Dataset entries
........

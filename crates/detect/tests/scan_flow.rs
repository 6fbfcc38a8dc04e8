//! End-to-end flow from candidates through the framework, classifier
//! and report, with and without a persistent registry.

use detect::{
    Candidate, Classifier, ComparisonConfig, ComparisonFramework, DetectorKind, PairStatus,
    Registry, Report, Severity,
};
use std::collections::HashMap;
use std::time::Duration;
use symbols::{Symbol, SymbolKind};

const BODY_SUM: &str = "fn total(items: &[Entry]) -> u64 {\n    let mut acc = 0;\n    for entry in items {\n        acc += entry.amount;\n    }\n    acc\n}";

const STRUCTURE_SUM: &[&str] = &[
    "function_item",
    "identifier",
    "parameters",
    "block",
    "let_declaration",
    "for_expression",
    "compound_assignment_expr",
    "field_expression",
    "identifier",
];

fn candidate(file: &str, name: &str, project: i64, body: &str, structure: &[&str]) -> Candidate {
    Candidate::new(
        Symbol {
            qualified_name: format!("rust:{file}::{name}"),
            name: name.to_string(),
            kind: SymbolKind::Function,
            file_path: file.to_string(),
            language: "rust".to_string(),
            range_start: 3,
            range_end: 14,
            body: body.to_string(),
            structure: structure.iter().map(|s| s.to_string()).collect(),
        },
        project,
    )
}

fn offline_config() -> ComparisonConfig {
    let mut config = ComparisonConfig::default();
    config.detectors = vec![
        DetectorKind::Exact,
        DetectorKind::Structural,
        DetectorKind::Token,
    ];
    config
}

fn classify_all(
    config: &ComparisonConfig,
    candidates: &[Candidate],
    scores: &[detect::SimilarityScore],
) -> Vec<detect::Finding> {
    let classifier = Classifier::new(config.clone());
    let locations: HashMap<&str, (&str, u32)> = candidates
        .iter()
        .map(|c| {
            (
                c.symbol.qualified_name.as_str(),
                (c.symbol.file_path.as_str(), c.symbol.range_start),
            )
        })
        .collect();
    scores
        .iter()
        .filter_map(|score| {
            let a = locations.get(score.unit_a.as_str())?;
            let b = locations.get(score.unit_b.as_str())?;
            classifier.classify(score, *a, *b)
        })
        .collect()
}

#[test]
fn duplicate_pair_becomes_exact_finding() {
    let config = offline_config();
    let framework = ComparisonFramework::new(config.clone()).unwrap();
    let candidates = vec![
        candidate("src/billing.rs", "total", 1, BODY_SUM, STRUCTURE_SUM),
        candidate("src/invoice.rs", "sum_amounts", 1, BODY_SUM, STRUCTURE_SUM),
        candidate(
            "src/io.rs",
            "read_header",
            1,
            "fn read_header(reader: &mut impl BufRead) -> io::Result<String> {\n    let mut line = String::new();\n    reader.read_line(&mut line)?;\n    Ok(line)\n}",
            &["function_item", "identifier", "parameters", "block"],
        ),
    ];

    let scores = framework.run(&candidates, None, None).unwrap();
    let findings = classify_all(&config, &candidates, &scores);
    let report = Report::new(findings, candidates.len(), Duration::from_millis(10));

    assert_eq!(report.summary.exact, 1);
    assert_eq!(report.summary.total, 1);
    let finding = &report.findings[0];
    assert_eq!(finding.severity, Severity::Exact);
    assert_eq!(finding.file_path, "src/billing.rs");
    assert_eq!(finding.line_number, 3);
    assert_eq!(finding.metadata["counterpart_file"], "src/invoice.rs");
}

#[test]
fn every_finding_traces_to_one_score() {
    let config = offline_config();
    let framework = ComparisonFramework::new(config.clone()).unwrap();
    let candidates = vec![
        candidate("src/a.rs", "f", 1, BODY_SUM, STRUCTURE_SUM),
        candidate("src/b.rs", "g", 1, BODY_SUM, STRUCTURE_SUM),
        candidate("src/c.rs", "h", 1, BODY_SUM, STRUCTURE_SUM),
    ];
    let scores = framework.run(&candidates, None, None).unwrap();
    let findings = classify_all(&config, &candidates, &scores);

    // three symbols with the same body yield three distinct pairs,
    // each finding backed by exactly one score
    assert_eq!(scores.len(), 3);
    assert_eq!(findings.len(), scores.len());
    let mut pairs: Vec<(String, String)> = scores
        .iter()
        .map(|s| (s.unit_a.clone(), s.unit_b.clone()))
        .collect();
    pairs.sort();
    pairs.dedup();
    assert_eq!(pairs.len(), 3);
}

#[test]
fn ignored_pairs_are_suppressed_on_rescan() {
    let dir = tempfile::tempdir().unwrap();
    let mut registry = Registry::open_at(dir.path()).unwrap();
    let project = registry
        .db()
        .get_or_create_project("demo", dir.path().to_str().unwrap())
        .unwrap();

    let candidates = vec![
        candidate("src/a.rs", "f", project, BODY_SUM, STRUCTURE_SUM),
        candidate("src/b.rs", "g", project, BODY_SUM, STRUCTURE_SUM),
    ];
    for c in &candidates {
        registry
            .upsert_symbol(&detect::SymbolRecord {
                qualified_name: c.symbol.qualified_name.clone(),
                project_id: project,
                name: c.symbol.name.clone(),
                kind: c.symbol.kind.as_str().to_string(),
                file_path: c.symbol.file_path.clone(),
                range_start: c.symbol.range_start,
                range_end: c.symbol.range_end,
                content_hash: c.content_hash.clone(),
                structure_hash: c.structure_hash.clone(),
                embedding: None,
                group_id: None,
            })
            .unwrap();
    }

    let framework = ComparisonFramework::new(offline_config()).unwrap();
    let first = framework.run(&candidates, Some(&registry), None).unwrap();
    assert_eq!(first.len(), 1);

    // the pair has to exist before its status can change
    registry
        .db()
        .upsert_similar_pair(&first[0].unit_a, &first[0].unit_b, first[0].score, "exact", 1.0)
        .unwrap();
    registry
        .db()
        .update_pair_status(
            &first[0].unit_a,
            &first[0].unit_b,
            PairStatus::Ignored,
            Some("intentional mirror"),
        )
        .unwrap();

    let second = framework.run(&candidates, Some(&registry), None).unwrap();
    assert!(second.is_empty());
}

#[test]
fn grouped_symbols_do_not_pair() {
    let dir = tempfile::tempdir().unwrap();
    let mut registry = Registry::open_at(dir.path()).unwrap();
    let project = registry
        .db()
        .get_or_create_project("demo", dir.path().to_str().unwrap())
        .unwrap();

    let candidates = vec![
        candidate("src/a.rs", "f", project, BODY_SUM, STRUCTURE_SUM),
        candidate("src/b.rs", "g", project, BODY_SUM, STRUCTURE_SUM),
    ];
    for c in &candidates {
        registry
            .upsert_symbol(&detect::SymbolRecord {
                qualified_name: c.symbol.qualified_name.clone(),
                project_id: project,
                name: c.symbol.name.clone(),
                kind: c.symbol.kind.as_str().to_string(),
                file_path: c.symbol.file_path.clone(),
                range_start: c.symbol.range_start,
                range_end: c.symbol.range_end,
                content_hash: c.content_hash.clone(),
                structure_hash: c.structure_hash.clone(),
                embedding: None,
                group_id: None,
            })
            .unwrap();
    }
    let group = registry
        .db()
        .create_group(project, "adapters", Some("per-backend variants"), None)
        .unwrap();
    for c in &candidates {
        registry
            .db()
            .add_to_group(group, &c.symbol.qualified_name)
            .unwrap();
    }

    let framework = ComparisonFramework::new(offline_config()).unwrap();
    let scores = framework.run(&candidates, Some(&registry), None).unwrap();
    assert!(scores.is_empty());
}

........

Your task is to return each line of the data above that contains the string "block".

-- REPLY --
    "block",
            &["function_item", "identifier", "parameters", "block"],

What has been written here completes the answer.